- Required work
Copy out each line from the material where the word "NestingTooDeep" is found.

──────────────────────────────

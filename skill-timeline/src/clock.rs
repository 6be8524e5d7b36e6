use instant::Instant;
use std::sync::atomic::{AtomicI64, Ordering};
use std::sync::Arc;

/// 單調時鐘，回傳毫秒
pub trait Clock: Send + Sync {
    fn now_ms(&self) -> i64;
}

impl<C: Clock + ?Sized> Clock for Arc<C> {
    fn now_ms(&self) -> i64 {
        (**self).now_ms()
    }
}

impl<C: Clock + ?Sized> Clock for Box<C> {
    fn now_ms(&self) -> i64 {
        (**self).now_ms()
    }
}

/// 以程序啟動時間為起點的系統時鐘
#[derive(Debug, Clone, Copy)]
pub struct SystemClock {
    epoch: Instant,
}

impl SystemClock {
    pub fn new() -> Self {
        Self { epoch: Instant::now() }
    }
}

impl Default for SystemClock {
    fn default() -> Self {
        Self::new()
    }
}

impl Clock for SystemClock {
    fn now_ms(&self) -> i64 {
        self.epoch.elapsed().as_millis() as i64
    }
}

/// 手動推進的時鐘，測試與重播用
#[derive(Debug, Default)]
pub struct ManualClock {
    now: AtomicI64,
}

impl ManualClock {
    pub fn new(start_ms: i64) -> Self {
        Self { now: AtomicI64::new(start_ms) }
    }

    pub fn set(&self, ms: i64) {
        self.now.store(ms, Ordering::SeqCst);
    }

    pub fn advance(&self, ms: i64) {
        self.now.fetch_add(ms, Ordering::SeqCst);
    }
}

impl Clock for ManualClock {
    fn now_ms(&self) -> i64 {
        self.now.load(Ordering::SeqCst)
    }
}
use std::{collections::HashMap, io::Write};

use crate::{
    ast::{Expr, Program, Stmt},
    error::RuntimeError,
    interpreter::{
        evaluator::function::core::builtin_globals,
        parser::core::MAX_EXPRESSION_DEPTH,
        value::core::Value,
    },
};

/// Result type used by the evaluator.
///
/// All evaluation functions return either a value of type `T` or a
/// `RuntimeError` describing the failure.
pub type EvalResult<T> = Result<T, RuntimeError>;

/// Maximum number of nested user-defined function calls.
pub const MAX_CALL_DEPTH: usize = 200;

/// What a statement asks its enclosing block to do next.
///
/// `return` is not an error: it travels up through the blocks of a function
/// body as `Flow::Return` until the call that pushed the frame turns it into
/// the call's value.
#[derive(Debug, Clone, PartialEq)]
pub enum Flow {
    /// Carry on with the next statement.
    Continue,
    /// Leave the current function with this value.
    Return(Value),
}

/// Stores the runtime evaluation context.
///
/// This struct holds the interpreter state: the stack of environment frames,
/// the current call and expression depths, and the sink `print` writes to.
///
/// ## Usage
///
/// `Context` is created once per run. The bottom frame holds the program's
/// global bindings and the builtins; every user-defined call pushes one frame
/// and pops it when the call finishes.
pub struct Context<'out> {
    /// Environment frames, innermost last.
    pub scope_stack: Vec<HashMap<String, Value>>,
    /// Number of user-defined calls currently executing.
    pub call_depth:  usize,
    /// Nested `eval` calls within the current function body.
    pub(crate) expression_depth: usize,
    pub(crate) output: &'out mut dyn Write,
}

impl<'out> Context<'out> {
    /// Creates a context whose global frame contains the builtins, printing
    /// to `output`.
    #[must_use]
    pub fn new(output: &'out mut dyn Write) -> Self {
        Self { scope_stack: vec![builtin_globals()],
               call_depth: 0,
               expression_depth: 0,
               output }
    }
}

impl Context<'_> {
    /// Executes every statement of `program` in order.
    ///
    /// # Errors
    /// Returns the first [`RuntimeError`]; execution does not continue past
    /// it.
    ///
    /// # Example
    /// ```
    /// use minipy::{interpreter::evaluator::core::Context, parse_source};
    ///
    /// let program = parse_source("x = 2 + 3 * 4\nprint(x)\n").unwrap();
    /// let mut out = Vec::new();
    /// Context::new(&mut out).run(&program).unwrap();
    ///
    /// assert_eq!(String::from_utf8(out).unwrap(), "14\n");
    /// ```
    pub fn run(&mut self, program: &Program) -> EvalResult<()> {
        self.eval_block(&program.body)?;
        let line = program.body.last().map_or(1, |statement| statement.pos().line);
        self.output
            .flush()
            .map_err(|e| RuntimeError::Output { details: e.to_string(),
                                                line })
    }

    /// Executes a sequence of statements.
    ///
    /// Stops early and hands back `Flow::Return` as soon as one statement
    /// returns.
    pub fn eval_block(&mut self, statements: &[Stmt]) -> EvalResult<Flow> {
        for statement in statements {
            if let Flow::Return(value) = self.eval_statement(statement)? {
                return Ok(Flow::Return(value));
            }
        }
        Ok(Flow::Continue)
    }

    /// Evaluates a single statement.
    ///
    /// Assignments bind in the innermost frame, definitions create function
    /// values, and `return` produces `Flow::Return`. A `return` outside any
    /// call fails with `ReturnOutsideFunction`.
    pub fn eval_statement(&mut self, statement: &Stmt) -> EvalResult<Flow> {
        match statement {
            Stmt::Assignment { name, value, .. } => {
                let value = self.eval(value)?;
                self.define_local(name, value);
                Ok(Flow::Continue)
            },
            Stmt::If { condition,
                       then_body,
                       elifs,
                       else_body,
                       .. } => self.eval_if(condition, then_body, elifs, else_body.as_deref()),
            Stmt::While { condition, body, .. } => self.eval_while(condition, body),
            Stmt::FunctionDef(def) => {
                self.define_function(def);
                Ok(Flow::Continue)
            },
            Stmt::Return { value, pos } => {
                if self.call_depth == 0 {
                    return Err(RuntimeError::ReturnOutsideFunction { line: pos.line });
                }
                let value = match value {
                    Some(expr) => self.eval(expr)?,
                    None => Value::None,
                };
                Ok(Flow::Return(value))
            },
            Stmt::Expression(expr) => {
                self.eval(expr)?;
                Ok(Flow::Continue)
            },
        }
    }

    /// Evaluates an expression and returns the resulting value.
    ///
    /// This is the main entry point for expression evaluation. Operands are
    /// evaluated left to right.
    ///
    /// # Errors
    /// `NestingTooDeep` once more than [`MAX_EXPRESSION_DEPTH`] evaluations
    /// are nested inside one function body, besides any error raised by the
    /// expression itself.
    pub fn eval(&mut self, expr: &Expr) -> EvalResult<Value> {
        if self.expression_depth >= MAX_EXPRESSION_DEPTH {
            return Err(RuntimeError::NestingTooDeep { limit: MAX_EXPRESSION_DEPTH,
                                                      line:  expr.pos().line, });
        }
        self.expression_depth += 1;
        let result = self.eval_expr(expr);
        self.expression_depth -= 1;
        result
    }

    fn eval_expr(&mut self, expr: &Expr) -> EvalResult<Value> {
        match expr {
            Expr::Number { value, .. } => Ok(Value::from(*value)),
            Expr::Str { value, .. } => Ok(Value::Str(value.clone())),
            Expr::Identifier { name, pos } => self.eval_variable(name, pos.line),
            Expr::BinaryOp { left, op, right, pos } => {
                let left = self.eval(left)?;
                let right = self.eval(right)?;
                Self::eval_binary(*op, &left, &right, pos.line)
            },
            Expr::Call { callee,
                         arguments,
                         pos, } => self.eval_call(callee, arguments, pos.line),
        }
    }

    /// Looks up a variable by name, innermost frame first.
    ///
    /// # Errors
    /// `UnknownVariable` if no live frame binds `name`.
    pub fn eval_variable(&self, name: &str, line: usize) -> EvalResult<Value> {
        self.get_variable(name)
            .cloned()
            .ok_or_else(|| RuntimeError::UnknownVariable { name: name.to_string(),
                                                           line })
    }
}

──────────────────────────────

- The completed task
    /// `NestingTooDeep` once more than [`MAX_EXPRESSION_DEPTH`] evaluations
            return Err(RuntimeError::NestingTooDeep { limit: MAX_EXPRESSION_DEPTH,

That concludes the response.